In this article, we will take a look at some of the high growth mega cap stocks you can buy and hold for the next 3 years.
These days, everyone’s into big names. Perhaps because they make the headlines or provide both stability and reliability. Well, there are countless reasons to invest in such stocks, with some weighing heavily on the attractiveness of other, more emerging, stocks.
Mega-cap stocks, as the name suggests, are the stocks of the largest publicly traded companies in the market, usually with a market capitalization of $200 billion or more. From protection during turbulent times to strong fundamentals, the benefits of investing in these stocks are plenty.
Many equity market observers have noticed that the earnings growth among the largest companies in the S&P 500 has improved over the years. As stated by research analyst, Saketh Reddy:
“Ten years ago, the top 50 market cap stocks had an average projected long-term earnings growth rate of 11.7%, compared to 10.0% for the rest of the index. Today, that gap has widened. The top 50 boast 12.7%, while the rest have declined to 9.3%.”
Our Methodology
We have compiled a list of 15 high growth mega cap stocks you can buy and hold for the next 3 years. Using Finviz stock screener, we have selected stocks that have a market capitalization of $200 billion or more, upside potential, and over 15% EPS growth for the next 5 years. The stocks are ranked in ascending order according to the number of hedge fund holdings in them, as data extracted from Insider Monkey’s Q2 2025 database.

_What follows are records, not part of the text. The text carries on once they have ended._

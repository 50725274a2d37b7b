//! Resource limits and bounded readers used while extracting untrusted archives.

use std::io::Read;

/// Security limits enforced during extraction (§6 of the spec).
#[derive(Debug, Clone, Copy, PartialEq, Eq)]
pub struct ExtractLimits {
    pub max_file_bytes: u64,
    pub max_total_bytes: u64,
    pub max_entries: usize,
}

impl Default for ExtractLimits {
    fn default() -> Self {
        Self {
            max_file_bytes: 100 * 1024 * 1024,   // 100 MiB per file
            max_total_bytes: 1024 * 1024 * 1024, // 1 GiB total extracted
            max_entries: 10_000,
        }
    }
}

/// A reader that limits the total number of bytes read and fails explicitly on overflow.
pub(crate) struct LimitReader<R> {
    inner: R,
    limit: u64,
    read: u64,
    error_tag: &'static str,
}

impl<R: Read> LimitReader<R> {
    pub(crate) fn new(inner: R, limit: u64, error_tag: &'static str) -> Self {
        Self {
            inner,
            limit,
            read: 0,
            error_tag,
        }
    }
}

impl<R: Read> Read for LimitReader<R> {
    fn read(&mut self, buf: &mut [u8]) -> std::io::Result<usize> {
        if self.read >= self.limit {
            return Err(std::io::Error::other(format!(
                "{}: exceeded limit of {} bytes",
                self.error_tag, self.limit
            )));
        }
        let max_to_read = (self.limit - self.read).min(buf.len() as u64) as usize;
        let n = self.inner.read(&mut buf[..max_to_read])?;
        self.read += n as u64;
        Ok(n)
    }
}
use clap::Args;
use specular_approval::QuorumChecker;
use specular_approval::TrustStore;
use specular_core::apply::{apply_bundle, ApplyOptions};
use std::path::PathBuf;

#[derive(Args)]
pub struct ApplyArgs {
    bundle: PathBuf,
    target: PathBuf,
    #[arg(long)]
    trust_store: Option<PathBuf>,
    #[arg(long)]
    exclude: Vec<String>,
    /// Show planned changes without touching the target tree.
    #[arg(long)]
    dry_run: bool,
}

pub fn run(args: ApplyArgs) -> anyhow::Result<()> {
    let trust = match &args.trust_store {
        Some(path) => TrustStore::load(path)?,
        None => TrustStore::default(),
    };
    let approval_checker = QuorumChecker::new(trust);

    let options = ApplyOptions {
        exclude: args.exclude,
        dry_run: args.dry_run,
    };

    let actions = apply_bundle(&args.bundle, &args.target, &options, Some(&approval_checker), None)?;
    for action in actions {
        println!("{action}");
    }
    Ok(())
}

Why are we interested in the stocks that hedge funds pile into? The reason is simple: our research has shown that we can outperform the market by imitating the top stock picks of the best hedge funds. Our quarterly newsletter’s strategy selects 14 small-cap and large-cap stocks every quarter and has returned 373.4% since May 2014, beating its benchmark by 218 percentage points (see more details here).
15. SAP SE (NYSE:SAP)
Number of Hedge Fund Holdings: 32
Goldman Sachs Group Inc. expanded its holdings in SAP SE (NYSE:SAP) by 6.5% through the purchase of 80,164 shares, according to the latest filing with the SEC. The leading global investment bank now owns 1,318,908 shares of the company’s stock, valued at $354,048,000.
We already know that SAP SE (NYSE:SAP) is among the largest software global companies, but what’s even more interesting is that the company is perhaps the top name in ‘systems of record’. Although the giant has recently witnessed a price dip, the 3-year return delivered by the company surpasses the market’s return by an impressive 119.30%.

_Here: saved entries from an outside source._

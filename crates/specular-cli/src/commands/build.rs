use clap::Args;
use specular_core::bundle::builder::{BuildInput, BuildOptions, Builder};
use std::path::PathBuf;

#[derive(Args)]
pub struct BuildArgs {
    /// Directory containing spec.yaml, spec.lock.json, routing.yaml, and policies/.
    #[arg(long)]
    source: PathBuf,
    /// Output bundle path.
    #[arg(long)]
    out: PathBuf,
    /// Bundle id, e.g. "acme/payments-policy".
    #[arg(long)]
    id: String,
    /// Bundle version.
    #[arg(long)]
    version: String,
    /// Required approval roles, repeatable.
    #[arg(long = "require-approval")]
    required_approvals: Vec<String>,
}

pub fn run(args: BuildArgs) -> anyhow::Result<()> {
    let input = BuildInput {
        source_dir: args.source,
        additional_files: vec![],
    };
    let options = BuildOptions {
        id: args.id,
        version: args.version,
        required_approvals: args.required_approvals,
        ..Default::default()
    };
    let built = Builder::build(&input, &options, &args.out)?;
    println!(
        "built {} (bundle digest {}, manifest digest {})",
        args.out.display(),
        built.bundle_digest,
        built.manifest_digest
    );
    Ok(())
}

Despite the company being late in joining the AI race, the giant is now fully focused on addressing what slowed it down. When it comes to crucial data, SAP SE (NYSE:SAP) is trusted like no other by large companies, so we know for a fact that it’ll be difficult to replace such a company.

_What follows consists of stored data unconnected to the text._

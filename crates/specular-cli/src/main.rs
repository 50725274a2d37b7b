//! `specular`: build, verify, sign, attest, diff, apply, push, and pull
//! Specular governance bundles.

mod commands;

use clap::{Parser, Subcommand};
use tracing_subscriber::EnvFilter;

#[derive(Parser)]
#[command(name = "specular", version, about = "Specular bundle governance toolchain")]
struct Cli {
    #[command(subcommand)]
    command: Commands,
}

#[derive(Subcommand)]
enum Commands {
    /// Assemble a bundle from a source tree.
    Build(commands::build::BuildArgs),
    /// Verify a bundle's integrity, approvals, and attestation.
    Verify(commands::verify::VerifyArgs),
    /// Sign a bundle with an approval.
    Sign(commands::sign::SignArgs),
    /// Attach a provenance attestation to a bundle.
    Attest(commands::attest::AttestArgs),
    /// Show the structural diff between two bundles.
    Diff(commands::diff::DiffArgs),
    /// Apply a verified bundle's files onto a target tree.
    Apply(commands::apply::ApplyArgs),
    /// Push a bundle to an OCI registry.
    Push(commands::push::PushArgs),
    /// Pull a bundle from an OCI registry.
    Pull(commands::pull::PullArgs),
}

#[tokio::main]
async fn main() -> anyhow::Result<()> {
    tracing_subscriber::fmt()
        .with_env_filter(EnvFilter::try_from_default_env().unwrap_or_else(|_| EnvFilter::new("info")))
        .init();

    let cli = Cli::parse();
    match cli.command {
        Commands::Build(args) => commands::build::run(args),
        Commands::Verify(args) => commands::verify::run(args),
        Commands::Sign(args) => commands::sign::run(args),
        Commands::Attest(args) => commands::attest::run(args),
        Commands::Diff(args) => commands::diff::run(args),
        Commands::Apply(args) => commands::apply::run(args),
        Commands::Push(args) => commands::push::run(args).await,
        Commands::Pull(args) => commands::pull::run(args).await,
    }
}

SAP SE (NYSE:SAP), founded in 1972, is a provider of enterprise applications and business solutions. The core offerings of this German company include SAP S/4HANA, SAP SuccessFactors, SAP Business Technology Platform, and SAP Business Network.
14. Blackstone Inc. (NYSE:BX)
Number of Hedge Fund Holdings: 72
Anchor Investment Management LLC increased its holdings in Blackstone Inc. (NYSE:BX) by 275.4% in the first quarter, according to the latest 13F filing with the SEC. Following the purchase of 6,500 shares, the investment advisor now owns 8,860 shares of the company’s stock worth $1,238,000.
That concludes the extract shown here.